> **Problem statement**:
Copy exactly the lines from the start of the data below through the one that carries "use crate::error::TuneError;", and only those.

> **Records from a data source**:
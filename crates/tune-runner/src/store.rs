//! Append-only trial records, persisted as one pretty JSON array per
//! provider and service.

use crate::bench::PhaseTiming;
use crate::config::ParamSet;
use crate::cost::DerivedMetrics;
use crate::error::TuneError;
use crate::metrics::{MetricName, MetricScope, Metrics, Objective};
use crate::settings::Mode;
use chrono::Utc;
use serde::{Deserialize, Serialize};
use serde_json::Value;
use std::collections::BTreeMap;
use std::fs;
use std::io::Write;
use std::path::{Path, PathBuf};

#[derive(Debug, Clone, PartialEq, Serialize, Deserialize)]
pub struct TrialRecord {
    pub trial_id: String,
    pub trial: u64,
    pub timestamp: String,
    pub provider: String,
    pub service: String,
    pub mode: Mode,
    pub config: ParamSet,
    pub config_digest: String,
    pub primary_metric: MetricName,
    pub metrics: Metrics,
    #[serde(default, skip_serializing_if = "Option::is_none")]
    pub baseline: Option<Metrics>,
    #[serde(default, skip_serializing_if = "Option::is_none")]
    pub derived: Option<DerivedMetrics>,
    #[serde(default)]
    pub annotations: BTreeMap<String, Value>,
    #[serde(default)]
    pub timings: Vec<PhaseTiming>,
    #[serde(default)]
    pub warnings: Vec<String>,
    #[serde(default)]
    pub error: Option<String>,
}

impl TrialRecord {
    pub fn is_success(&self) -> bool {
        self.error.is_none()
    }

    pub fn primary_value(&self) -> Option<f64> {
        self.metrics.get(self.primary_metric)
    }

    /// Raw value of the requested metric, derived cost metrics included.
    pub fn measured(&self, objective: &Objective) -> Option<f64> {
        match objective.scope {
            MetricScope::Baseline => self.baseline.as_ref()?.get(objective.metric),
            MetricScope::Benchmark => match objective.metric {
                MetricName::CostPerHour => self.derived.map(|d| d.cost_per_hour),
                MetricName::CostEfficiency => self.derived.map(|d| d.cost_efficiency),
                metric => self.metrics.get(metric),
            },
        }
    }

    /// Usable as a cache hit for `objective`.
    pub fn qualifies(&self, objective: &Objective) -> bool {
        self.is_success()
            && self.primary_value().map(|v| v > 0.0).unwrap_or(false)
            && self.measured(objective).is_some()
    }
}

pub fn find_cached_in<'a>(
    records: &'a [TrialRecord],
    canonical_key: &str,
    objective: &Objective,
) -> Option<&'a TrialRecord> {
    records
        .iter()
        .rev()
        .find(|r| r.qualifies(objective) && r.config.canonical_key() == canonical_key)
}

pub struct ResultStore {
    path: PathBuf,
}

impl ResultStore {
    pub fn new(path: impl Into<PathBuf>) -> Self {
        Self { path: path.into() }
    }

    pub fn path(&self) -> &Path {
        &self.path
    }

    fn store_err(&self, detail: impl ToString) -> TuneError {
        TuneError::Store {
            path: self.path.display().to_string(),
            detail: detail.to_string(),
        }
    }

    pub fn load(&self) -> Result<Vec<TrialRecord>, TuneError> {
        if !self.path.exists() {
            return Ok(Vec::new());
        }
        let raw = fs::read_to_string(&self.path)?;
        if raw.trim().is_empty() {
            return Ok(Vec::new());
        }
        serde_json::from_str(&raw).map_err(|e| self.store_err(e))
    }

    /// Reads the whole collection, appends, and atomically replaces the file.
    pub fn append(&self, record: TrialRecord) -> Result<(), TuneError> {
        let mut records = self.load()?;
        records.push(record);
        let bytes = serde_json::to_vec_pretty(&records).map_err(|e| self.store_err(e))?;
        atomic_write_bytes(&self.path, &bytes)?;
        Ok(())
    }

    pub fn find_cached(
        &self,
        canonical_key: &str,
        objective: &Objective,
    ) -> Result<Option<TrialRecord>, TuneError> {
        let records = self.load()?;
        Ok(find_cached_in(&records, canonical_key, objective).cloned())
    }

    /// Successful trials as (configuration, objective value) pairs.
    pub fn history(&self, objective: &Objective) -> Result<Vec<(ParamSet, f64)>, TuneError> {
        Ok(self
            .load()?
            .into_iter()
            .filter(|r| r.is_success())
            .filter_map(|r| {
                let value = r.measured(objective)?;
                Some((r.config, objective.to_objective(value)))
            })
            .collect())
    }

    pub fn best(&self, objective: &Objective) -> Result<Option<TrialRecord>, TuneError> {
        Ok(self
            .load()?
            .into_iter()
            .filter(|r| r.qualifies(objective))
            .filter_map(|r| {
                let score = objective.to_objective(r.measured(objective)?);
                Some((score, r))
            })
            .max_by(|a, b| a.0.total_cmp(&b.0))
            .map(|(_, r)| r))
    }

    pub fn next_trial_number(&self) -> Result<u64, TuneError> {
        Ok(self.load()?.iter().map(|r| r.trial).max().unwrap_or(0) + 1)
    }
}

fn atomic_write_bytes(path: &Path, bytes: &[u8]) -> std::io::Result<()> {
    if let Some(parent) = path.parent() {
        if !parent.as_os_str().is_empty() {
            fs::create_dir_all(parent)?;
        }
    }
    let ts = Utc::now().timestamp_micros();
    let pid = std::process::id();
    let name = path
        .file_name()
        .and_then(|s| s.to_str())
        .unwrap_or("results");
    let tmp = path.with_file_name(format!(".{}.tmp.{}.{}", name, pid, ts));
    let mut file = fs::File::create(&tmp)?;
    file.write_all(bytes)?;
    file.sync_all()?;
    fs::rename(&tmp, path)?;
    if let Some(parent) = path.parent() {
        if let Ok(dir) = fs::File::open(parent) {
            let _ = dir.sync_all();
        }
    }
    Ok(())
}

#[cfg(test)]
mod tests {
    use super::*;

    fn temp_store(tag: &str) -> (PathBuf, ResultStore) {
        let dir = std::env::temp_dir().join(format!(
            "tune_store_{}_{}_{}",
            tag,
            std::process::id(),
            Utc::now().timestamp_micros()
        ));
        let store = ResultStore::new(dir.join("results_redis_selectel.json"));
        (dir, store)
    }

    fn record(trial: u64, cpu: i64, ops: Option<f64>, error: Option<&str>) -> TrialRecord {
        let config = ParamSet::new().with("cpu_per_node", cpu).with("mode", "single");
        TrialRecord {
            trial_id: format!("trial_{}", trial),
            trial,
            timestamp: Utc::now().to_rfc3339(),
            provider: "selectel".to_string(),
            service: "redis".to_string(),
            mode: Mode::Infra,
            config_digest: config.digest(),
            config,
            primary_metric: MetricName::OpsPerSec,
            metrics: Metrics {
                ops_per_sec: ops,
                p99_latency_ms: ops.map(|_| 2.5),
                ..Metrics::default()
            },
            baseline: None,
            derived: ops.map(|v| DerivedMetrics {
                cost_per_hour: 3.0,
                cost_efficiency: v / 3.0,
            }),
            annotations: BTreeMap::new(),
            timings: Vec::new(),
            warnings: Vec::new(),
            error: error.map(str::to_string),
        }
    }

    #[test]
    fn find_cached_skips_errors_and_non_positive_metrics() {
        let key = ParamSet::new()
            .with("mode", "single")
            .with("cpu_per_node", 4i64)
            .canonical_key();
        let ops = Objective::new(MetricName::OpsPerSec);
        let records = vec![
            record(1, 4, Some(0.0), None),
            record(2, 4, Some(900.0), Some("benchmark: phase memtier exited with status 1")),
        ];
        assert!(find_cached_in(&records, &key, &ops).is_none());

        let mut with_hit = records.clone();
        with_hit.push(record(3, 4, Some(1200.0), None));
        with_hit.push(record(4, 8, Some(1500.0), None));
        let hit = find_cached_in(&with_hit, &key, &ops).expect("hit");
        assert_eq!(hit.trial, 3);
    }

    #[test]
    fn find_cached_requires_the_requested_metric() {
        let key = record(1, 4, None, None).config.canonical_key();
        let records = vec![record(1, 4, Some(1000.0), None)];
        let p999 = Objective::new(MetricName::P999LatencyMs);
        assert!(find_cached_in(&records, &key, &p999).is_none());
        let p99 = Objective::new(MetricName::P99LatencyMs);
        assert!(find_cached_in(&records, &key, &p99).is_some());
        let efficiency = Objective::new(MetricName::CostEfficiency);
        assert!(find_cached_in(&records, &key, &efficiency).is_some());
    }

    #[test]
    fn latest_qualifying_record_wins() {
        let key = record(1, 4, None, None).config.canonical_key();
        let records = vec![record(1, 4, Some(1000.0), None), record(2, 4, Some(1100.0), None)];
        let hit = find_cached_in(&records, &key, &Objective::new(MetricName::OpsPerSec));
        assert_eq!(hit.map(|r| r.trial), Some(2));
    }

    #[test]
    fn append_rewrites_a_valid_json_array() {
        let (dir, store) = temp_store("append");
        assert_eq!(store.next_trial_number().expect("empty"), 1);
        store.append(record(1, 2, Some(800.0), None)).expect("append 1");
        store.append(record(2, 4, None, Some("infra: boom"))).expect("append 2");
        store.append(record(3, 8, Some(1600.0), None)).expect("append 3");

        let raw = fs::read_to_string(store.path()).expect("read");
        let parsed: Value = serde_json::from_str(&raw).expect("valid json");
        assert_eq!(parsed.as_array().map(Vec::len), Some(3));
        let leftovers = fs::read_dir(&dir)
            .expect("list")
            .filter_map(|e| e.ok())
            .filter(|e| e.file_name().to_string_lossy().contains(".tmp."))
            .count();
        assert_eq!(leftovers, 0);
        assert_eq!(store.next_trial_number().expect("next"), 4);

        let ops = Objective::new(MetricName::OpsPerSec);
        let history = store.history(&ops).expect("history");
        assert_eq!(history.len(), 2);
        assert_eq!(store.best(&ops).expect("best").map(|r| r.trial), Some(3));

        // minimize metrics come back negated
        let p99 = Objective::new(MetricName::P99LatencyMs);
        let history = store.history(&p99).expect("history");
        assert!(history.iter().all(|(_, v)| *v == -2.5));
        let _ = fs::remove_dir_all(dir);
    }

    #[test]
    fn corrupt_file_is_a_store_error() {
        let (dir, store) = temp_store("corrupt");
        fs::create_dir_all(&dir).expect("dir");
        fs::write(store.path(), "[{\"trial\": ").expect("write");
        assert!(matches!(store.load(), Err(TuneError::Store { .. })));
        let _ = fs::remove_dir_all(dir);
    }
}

> **Solution to this task**:
filename crates/tune-runner/src/store.rs
//! Append-only trial records, persisted as one pretty JSON array per
//! provider and service.

use crate::bench::PhaseTiming;
use crate::config::ParamSet;
use crate::cost::DerivedMetrics;
use crate::error::TuneError;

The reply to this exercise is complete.